Dans le discours qu’elle a prononcé la semaine dernière, la gouverneure de la Fed, Adriana Kugler, a souligné l’importance d’utiliser les données du secteur privé pour compléter les données officielles du gouvernement afin d’évaluer l’état de l’économie et de l’inflation, car celles-ci offrent un meilleur délai et une fréquence plus élevée. Elle a expliqué que « lorsque nous examinons les points de retournement économique, il est également important de tenir compte des rapports sur les attentes et les résultats attendus de sources non gouvernementales. Il s’agit notamment de sondages sur les attentes d’inflation, les embauches ou les mises à pied prévues, ainsi que sur la confiance des consommateurs et des entreprises à l’égard de l’économie ou de la trajectoire de l’économie5». En discutant des données récentes, elle a minimisé les statistiques officielles sur les coûts de logement, car elles ne sont pas récentes (les données récentes du secteur privé sur le marché de l’habitation montrent que les coûts ont diminué).

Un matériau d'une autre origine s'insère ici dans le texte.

use std::sync::Arc;
use std::time::Duration;

use api_lib::{
    config::Config,
    web::{build_router, state::AppState},
};
use async_trait::async_trait;
use axum::{
    body::Body,
    http::{header::CONTENT_TYPE, Request, StatusCode},
    Router,
};
use http_body_util::BodyExt;
use serde_json::{json, Value};
use summary_stream_core::{
    Aggregator, InMemoryPersistence, PersistenceService, Persona, PortResult, SectionResult,
    SummarizationService, SummaryPipeline,
};
use tower::ServiceExt;
use tracing::Level;
use uuid::Uuid;

/// Echoes the first sentence of each section back as its summary.
struct EchoBackend;

#[async_trait]
impl SummarizationService for EchoBackend {
    async fn summarize_section(&self, text: &str, _persona: Persona) -> PortResult<SectionResult> {
        let first = text.split('.').next().unwrap_or(text).trim();
        Ok(SectionResult::new(format!("{}.", first))
            .with_bullets(vec![first.to_string()])
            .with_confidence(0.9))
    }
}

fn test_config() -> Config {
    Config {
        bind_address: "127.0.0.1:0".parse().unwrap(),
        database_url: None,
        log_level: Level::INFO,
        openai_api_key: None,
        summary_model: "test-model".to_string(),
        section_max_words: 12,
        brief_overview_words: 50,
        strict_invariants: true,
        backend_max_attempts: 1,
        persist_max_attempts: 2,
        max_concurrent_sections: 4,
        stale_after: Duration::from_secs(3600),
        tombstone_retention: Duration::from_secs(600),
        evict_after: None,
    }
}

fn app() -> (Router, Arc<AppState>) {
    let config = Arc::new(test_config());
    let persistence: Arc<dyn PersistenceService> = Arc::new(InMemoryPersistence::new());
    let aggregator = Arc::new(Aggregator::new(persistence, config.aggregator_options()));
    let pipeline = SummaryPipeline::new(aggregator, Arc::new(EchoBackend), config.pipeline_options());
    let state = Arc::new(AppState::new(pipeline, config));
    (build_router(state.clone()), state)
}

async fn send(app: &Router, request: Request<Body>) -> (StatusCode, Vec<u8>) {
    let response = app.clone().oneshot(request).await.unwrap();
    let status = response.status();
    let body = response.into_body().collect().await.unwrap().to_bytes();
    (status, body.to_vec())
}

fn json_request(method: &str, uri: &str, body: Value) -> Request<Body> {
    Request::builder()
        .method(method)
        .uri(uri)
        .header(CONTENT_TYPE, "application/json")
        .body(Body::from(body.to_string()))
        .unwrap()
}

fn get(uri: &str) -> Request<Body> {
    Request::builder().uri(uri).body(Body::empty()).unwrap()
}

async fn wait_until_completed(app: &Router, id: &str) -> Value {
    for _ in 0..200 {
        let (status, body) = send(app, get(&format!("/summaries/{id}"))).await;
        assert_eq!(status, StatusCode::OK);
        let summary: Value = serde_json::from_slice(&body).unwrap();
        if summary["status"] == "COMPLETED" {
            return summary;
        }
        tokio::time::sleep(Duration::from_millis(5)).await;
    }
    panic!("summary {id} never completed");
}

const TEXT: &str = "Rust has no garbage collector. It relies on ownership instead.\n\n\
                    Borrowing lets code read data without taking it. The checker enforces this.\n\n\
                    Async tasks run on an executor. Tokio is a popular choice.";

#[tokio::test]
async fn created_summary_completes_in_section_order() {
    let (app, _) = app();
    let (status, body) = send(
        &app,
        json_request("POST", "/summaries", json!({ "text": TEXT, "persona": "student" })),
    )
    .await;
    assert_eq!(status, StatusCode::ACCEPTED);
    let placeholder: Value = serde_json::from_slice(&body).unwrap();
    assert_eq!(placeholder["status"], "PENDING");
    assert_eq!(placeholder["persona"], "student");
    assert_eq!(placeholder["total_sections"], 3);

    let id = placeholder["id"].as_str().unwrap().to_string();
    let summary = wait_until_completed(&app, &id).await;
    assert_eq!(
        summary["detailed_summary"],
        "Rust has no garbage collector.\n\nBorrowing lets code read data without taking it.\n\nAsync tasks run on an executor."
    );
    assert_eq!(summary["key_insights"].as_array().unwrap().len(), 3);
    assert_eq!(summary["has_partial_content"], false);

    let (status, body) = send(&app, get(&format!("/summaries/{id}/sections"))).await;
    assert_eq!(status, StatusCode::OK);
    let sections: Value = serde_json::from_slice(&body).unwrap();
    let indices: Vec<u64> = sections
        .as_array()
        .unwrap()
        .iter()
        .map(|s| s["index"].as_u64().unwrap())
        .collect();
    assert_eq!(indices, vec![0, 1, 2]);

    let (status, body) = send(&app, get("/summaries")).await;
    assert_eq!(status, StatusCode::OK);
    let listed: Value = serde_json::from_slice(&body).unwrap();
    assert_eq!(listed.as_array().unwrap().len(), 1);
}

#[tokio::test]
async fn invalid_requests_are_rejected() {
    let (app, state) = app();
    let (status, _) = send(&app, json_request("POST", "/summaries", json!({ "text": "   " }))).await;
    assert_eq!(status, StatusCode::BAD_REQUEST);

    let (status, _) = send(
        &app,
        json_request("POST", "/summaries", json!({ "text": TEXT, "persona": "pirate" })),
    )
    .await;
    assert_eq!(status, StatusCode::BAD_REQUEST);
    assert!(state.aggregator().list_documents().is_empty());

    let unknown = Uuid::new_v4();
    let (status, _) = send(&app, get(&format!("/summaries/{unknown}"))).await;
    assert_eq!(status, StatusCode::NOT_FOUND);
    let (status, _) = send(&app, get(&format!("/summaries/{unknown}/progress"))).await;
    assert_eq!(status, StatusCode::NOT_FOUND);
    let (status, _) = send(
        &app,
        Request::builder()
            .method("DELETE")
            .uri(format!("/summaries/{unknown}"))
            .body(Body::empty())
            .unwrap(),
    )
    .await;
    assert_eq!(status, StatusCode::NOT_FOUND);
}

#[tokio::test]
async fn favorite_and_delete_round_trip() {
    let (app, _) = app();
    let (_, body) = send(&app, json_request("POST", "/summaries", json!({ "text": TEXT }))).await;
    let id = serde_json::from_slice::<Value>(&body).unwrap()["id"]
        .as_str()
        .unwrap()
        .to_string();
    wait_until_completed(&app, &id).await;

    let (status, body) = send(
        &app,
        json_request("PUT", &format!("/summaries/{id}/favorite"), json!({ "favorite": true })),
    )
    .await;
    assert_eq!(status, StatusCode::OK);
    assert_eq!(serde_json::from_slice::<Value>(&body).unwrap()["favorite"], true);

    let delete = Request::builder()
        .method("DELETE")
        .uri(format!("/summaries/{id}"))
        .body(Body::empty())
        .unwrap();
    let (status, _) = send(&app, delete).await;
    assert_eq!(status, StatusCode::NO_CONTENT);

    let (status, _) = send(&app, get(&format!("/summaries/{id}"))).await;
    assert_eq!(status, StatusCode::NOT_FOUND);
}

#[tokio::test]
async fn progress_stream_ends_with_the_finished_snapshot() {
    let (app, _) = app();
    let (_, body) = send(&app, json_request("POST", "/summaries", json!({ "text": TEXT }))).await;
    let id = serde_json::from_slice::<Value>(&body).unwrap()["id"]
        .as_str()
        .unwrap()
        .to_string();
    wait_until_completed(&app, &id).await;

    let response = app
        .clone()
        .oneshot(get(&format!("/summaries/{id}/progress")))
        .await
        .unwrap();
    assert_eq!(response.status(), StatusCode::OK);
    assert!(response.headers()[CONTENT_TYPE]
        .to_str()
        .unwrap()
        .starts_with("text/event-stream"));

    let body = tokio::time::timeout(Duration::from_secs(5), response.into_body().collect())
        .await
        .expect("stream did not end")
        .unwrap()
        .to_bytes();
    let text = String::from_utf8(body.to_vec()).unwrap();
    assert!(text.contains("event: progress"));
    assert!(text.contains("\"status\":\"COMPLETED\""));
}

#[tokio::test]
async fn evicted_summary_is_listed_and_served_from_storage() {
    let (app, state) = app();
    let (_, body) = send(&app, json_request("POST", "/summaries", json!({ "text": TEXT }))).await;
    let id = serde_json::from_slice::<Value>(&body).unwrap()["id"]
        .as_str()
        .unwrap()
        .to_string();
    let finished = wait_until_completed(&app, &id).await;

    tokio::time::sleep(Duration::from_millis(5)).await;
    let evicted = state
        .aggregator()
        .evict_idle(chrono::Duration::milliseconds(1))
        .await;
    assert_eq!(evicted.len(), 1);
    assert!(state.aggregator().list_documents().is_empty());

    let (status, body) = send(&app, get("/summaries")).await;
    assert_eq!(status, StatusCode::OK);
    let listed: Value = serde_json::from_slice(&body).unwrap();
    assert_eq!(listed.as_array().unwrap().len(), 1);
    assert_eq!(listed[0]["id"], id.as_str());

    let (status, body) = send(&app, get(&format!("/summaries/{id}"))).await;
    assert_eq!(status, StatusCode::OK);
    let restored: Value = serde_json::from_slice(&body).unwrap();
    assert_eq!(restored["detailed_summary"], finished["detailed_summary"]);
    assert_eq!(state.aggregator().list_documents().len(), 1);
}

J’apprécie l’intérêt de la gouverneure de la Fed, Mme Kugler, à l’égard de diverses sources d’information, y compris les sources privées, sur l’état de l’économie. Je consulte évidemment les rapports sur les bénéfices pour obtenir de l’information sur la santé de l’économie. Synchrony Financial, une société qui, selon moi, est un baromètre de la santé des consommateurs, a publié ses résultats la semaine dernière. Elle a indiqué que son taux de défaillance des consommateurs avait augmenté de façon importante, mais qu’il y avait une différence importante entre les consommateurs à revenu élevé et les consommateurs à faible revenu, ceux-ci ressentant des pressions économiques. Cela confirme mon opinion générale selon laquelle aucune sonnette d’alarme ne sonne encore, mais des failles commencent à se former dans l’économie américaine, et la Fed doit agir le plus tôt possible.
Bref, tout indique que la Fed procédera à des réductions avant la fin du troisième trimestre.
La période de publication des résultats bat son plein
Parlant de bénéfices, en date de vendredi, 14 % des sociétés de l’indice S&P 500 avaient publié leurs résultats réels pour le quatrième trimestre. Parmi ces sociétés, 80 % ont surpassé les prévisions de bénéfices et 62 %, les prévisions de chiffre d’affaires6.
Le taux de croissance mixte des bénéfices pour le deuxième trimestre devrait s’établir à 9,7 % sur 12 mois; toutefois, quatre sociétés des « 7 magnifiques » sont responsables d’une part importante de cette croissance des bénéfices. Si vous retiriez ces quatre sociétés de l’analyse, le taux de croissance prévu des bénéfices serait de 5,7 % sur 12 mois6.
Ce que je souhaite, c’est une participation accrue en ce qui a trait à la croissance des bénéfices, ce qui rendrait cette rotation durable, selon moi. La bonne nouvelle est que les analystes prévoient une croissance des bénéfices de plus de 10 % pour les 496 autres sociétés de l’indice S&P 500 à compter du quatrième trimestre6.
La Chine offre plus de mesures de relance pour soutenir l’économie
Le troisième plénum de la Chine, un événement marquant qui a lieu habituellement tous les cinq ans, a pris fin la semaine dernière. De plus, la Chine a fait savoir qu’elle privilégiait l’innovation technologique et l’intensification des réformes. De plus, la Banque populaire de Chine a abaissé son taux directeur à court terme pour la première fois depuis l’été dernier. La réduction n’a été que de 10 points de base, mais elle témoigne de la volonté des décideurs de soutenir l’économie chinoise. Selon moi, ces événements sont favorables aux actions chinoises.
La semaine à venir
La semaine prochaine, les données les plus importantes seront publiées sur l’indice des prix des DPC aux États-Unis. Les dépenses de consommation personnelles de base sont le principal indicateur d’inflation de la Fed et certains observateurs du marché laissent entendre qu’elles seront plus faibles que prévu. Si cela devait se produire, cela soutiendrait davantage les actions à petite capitalisation et cycliques et affaiblir légèrement le dollar américain.
Cette semaine aussi, la Banque du Canada (BdC) se réunira. Rappelons que la BdC avait déjà commencé à réduire les taux en juin. Toutefois, je m’attends à ce qu’elle les diminue encore cette semaine, car la hausse du taux de chômage et une autre baisse des dépenses de consommation discrétionnaire indiquent que l’économie ralentit.